Wednesday, December 22, 2021

Thomas Grant Hynes

             My dad was one of the most intelligent people I’ve ever met. He sported an SAT above 1400 and combined a quick wit with wisdom and integrity. He grew up poor and never forgot what that felt like. He lived in a house that wasn’t always loving, and he never forgot that, either.

            He served his country in a war that was deeply complicated, and few people welcomed him home upon his return. For most of his career, he didn’t care too much for his job, but he clocked in and supported his family in spite of that. During my adolescence, his struggles with alcoholism peaked and tore at our family, and he found sobriety at just the right time. During the last 25 years of his life, he dedicated himself fully to service, making amends many times over by caring for his family and community.

            As an English teacher, I see his life in many of the books and characters I’ve taught. Like Holden Caulfield in The Catcher in the Rye, he could be too smart for his own good and was a bit lost at times in his youth. Like Huckleberry Finn, he was abandoned in some ways by his father but found his moral compass just the same, with help from two peers who became his lifelong best friends. Like Tim O’Brien in The Things They Carried, he was haunted by the shadows of Vietnam long past his service time.

            Like Willy Loman in Death of a Salesman, he stuck with a career even though it didn’t give him as much as he gave to it.
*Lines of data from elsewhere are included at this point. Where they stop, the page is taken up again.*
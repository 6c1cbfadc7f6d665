//! `screen`: run the liquidity screen end to end.

use std::sync::Arc;
use std::time::Duration;

use tracing::{info, warn};

use tickersift_core::{
    FilterCriteria, LiquidityFilter, ProgressLog, ReqwestHttpClient, RetryPolicy,
    YahooQuoteFetcher,
};

use crate::cli::ScreenArgs;
use crate::error::CliError;
use crate::output;

pub async fn run(args: &ScreenArgs) -> Result<(), CliError> {
    let universe = super::load_universe(&args.input)?;
    if universe.symbols.is_empty() {
        return Err(CliError::Command(format!(
            "no screenable symbols in {}",
            args.input.display()
        )));
    }
    info!(
        kept = universe.report.kept,
        excluded = universe.report.excluded(),
        "normalized input universe"
    );

    let criteria = FilterCriteria::new(args.min_market_cap, args.min_price, args.min_volume);
    let retry = RetryPolicy::new(
        args.max_retries,
        Duration::from_secs_f64(args.base_delay.max(0.0)),
    );

    std::fs::create_dir_all(&args.out_dir)?;
    let checkpoint_path = args
        .checkpoint
        .clone()
        .unwrap_or_else(|| args.out_dir.join("progress_log.csv"));

    if args.fresh && checkpoint_path.exists() {
        std::fs::remove_file(&checkpoint_path)?;
        info!(path = %checkpoint_path.display(), "discarded previous progress log");
    }

    let mut log = ProgressLog::load(&checkpoint_path)?;
    if log.len() >= universe.symbols.len() {
        warn!(
            records = log.len(),
            symbols = universe.symbols.len(),
            "progress log already covers the input; rerun with --fresh to refetch"
        );
    }

    let http_client = Arc::new(ReqwestHttpClient::new());
    let fetcher = Arc::new(YahooQuoteFetcher::new(http_client));
    let filter = LiquidityFilter::new(fetcher, criteria, retry)?
        .with_checkpoint_interval(args.checkpoint_interval);

    let report = filter.run(&universe.symbols, &mut log).await;

    info!(
        processed = report.processed,
        accepted = report.accepted.len(),
        failed = report.failed.len(),
        "screen complete"
    );

    output::write_report(&report, &args.out_dir)?;
    output::log_distribution(&report);
    Ok(())
}
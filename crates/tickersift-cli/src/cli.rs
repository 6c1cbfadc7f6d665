//! CLI argument definitions for tickersift.
//!
//! # Commands
//!
//! | Command | Description |
//! |---------|-------------|
//! | `clean` | Normalize a raw ticker list to common equities |
//! | `screen` | Run the liquidity screen over a ticker list |
//! | `report` | Rebuild result files from an existing progress log |
//!
//! # Examples
//!
//! ```bash
//! # Drop warrants, units, preferred shares and rights
//! tickersift clean tickers.txt --output clean_tickers.txt
//!
//! # Screen with defaults (min cap $100M, min price $1, min volume 100k)
//! tickersift screen clean_tickers.txt --out-dir ticker_data
//!
//! # Resume an interrupted run: same input, same flags
//! tickersift screen clean_tickers.txt --out-dir ticker_data
//!
//! # Regenerate report files without refetching anything
//! tickersift report ticker_data/progress_log.csv
//! ```

use std::path::PathBuf;

use clap::{Args, Parser, Subcommand};

/// Tickersift - liquidity screening for equity ticker universes.
///
/// Normalizes raw ticker lists down to common equities, then screens the
/// survivors against market-cap, price and volume thresholds using live
/// quote data, with retry, pacing and checkpointed resume.
#[derive(Debug, Parser)]
#[command(
    name = "tickersift",
    author,
    version,
    about = "Liquidity screening for equity ticker universes"
)]
pub struct Cli {
    #[command(subcommand)]
    pub command: Command,
}

/// Available CLI commands.
#[derive(Debug, Subcommand)]
pub enum Command {
    /// Normalize a raw ticker list to common equities.
    ///
    /// Drops warrants, units, preferred shares, rights and malformed
    /// entries, and prints exclusion counts by category.
    ///
    /// # Examples
    ///
    ///   tickersift clean tickers.txt
    ///   tickersift clean tickers.txt --output clean_tickers.txt
    Clean(CleanArgs),

    /// Run the liquidity screen over a ticker list.
    ///
    /// Fetches a quote per symbol, applies the thresholds, and writes
    /// result files to the output directory. Progress is checkpointed;
    /// rerunning with the same input resumes where the last run stopped.
    ///
    /// # Examples
    ///
    ///   tickersift screen clean_tickers.txt
    ///   tickersift screen clean_tickers.txt --min-price 5 --fresh
    Screen(ScreenArgs),

    /// Rebuild result files from an existing progress log.
    ///
    /// Replays the log without fetching anything; useful after editing
    /// thresholds offline or recovering from a crash mid-write.
    ///
    /// # Examples
    ///
    ///   tickersift report ticker_data/progress_log.csv
    Report(ReportArgs),
}

/// Arguments for the `clean` command.
#[derive(Debug, Args)]
pub struct CleanArgs {
    /// Path to the raw ticker list, one symbol per line.
    pub input: PathBuf,

    /// Where to write the cleaned list. Defaults to stdout.
    #[arg(long)]
    pub output: Option<PathBuf>,
}

/// Arguments for the `screen` command.
#[derive(Debug, Args)]
pub struct ScreenArgs {
    /// Path to the ticker list, one symbol per line.
    ///
    /// The list is normalized before screening; run `clean` first to see
    /// what gets excluded.
    pub input: PathBuf,

    /// Directory for result files and the progress log.
    #[arg(long, default_value = "ticker_data")]
    pub out_dir: PathBuf,

    /// Minimum market capitalization in dollars.
    #[arg(long, default_value_t = 100e6)]
    pub min_market_cap: f64,

    /// Minimum share price in dollars.
    ///
    /// Typical values are 1.0 to 5.0; $1 is the common exchange delisting
    /// threshold.
    #[arg(long, default_value_t = 1.0)]
    pub min_price: f64,

    /// Minimum daily share volume.
    #[arg(long, default_value_t = 100_000.0)]
    pub min_volume: f64,

    /// Total fetch attempts per symbol, including the first.
    #[arg(long, default_value_t = 3)]
    pub max_retries: u32,

    /// Base delay in seconds between requests; also seeds the backoff.
    #[arg(long, default_value_t = 0.25)]
    pub base_delay: f64,

    /// Flush the progress log every N processed symbols.
    #[arg(long, default_value_t = 100)]
    pub checkpoint_interval: usize,

    /// Progress log path. Defaults to `<out-dir>/progress_log.csv`.
    #[arg(long)]
    pub checkpoint: Option<PathBuf>,

    /// Ignore any existing progress log and start over.
    #[arg(long, default_value_t = false)]
    pub fresh: bool,
}

/// Arguments for the `report` command.
#[derive(Debug, Args)]
pub struct ReportArgs {
    /// Path to a progress log written by `screen`.
    pub log: PathBuf,

    /// Directory for the regenerated result files.
    #[arg(long, default_value = "ticker_data")]
    pub out_dir: PathBuf,
}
Like Nick Carraway in The Great Gatsby, he was observant, reluctant to judge others in public, but quietly judgmental in private. Like Atticus Finch in To Kill a Mockingbird, he always remembered to look at things from another person’s point of view. And like Tom Joad in The Grapes of Wrath, he grew throughout his life in taking action to support his neighborhood, community and society as a whole.

            It’s not possible to fully express a man’s life in one blog post; that’s not what this is about. I’ve been grieving my father’s death since he passed a few days ago (a stroke took him from us suddenly, at 78 and full of activity – house projects, travel plans and volunteer work, not to mention serving as my mom’s caregiver). I’ll keep grieving in the ways that fit the often-complex nature of father-son relationships in late-20th and early-21st-century America. My dad had incredibly positive and negative impacts on me at different times in his life; he made up for it more than I can ever express; I forgave him completely; and I continue to assess which parts of him I am proud to exhibit in my personality, and which parts I’d like to work on shedding.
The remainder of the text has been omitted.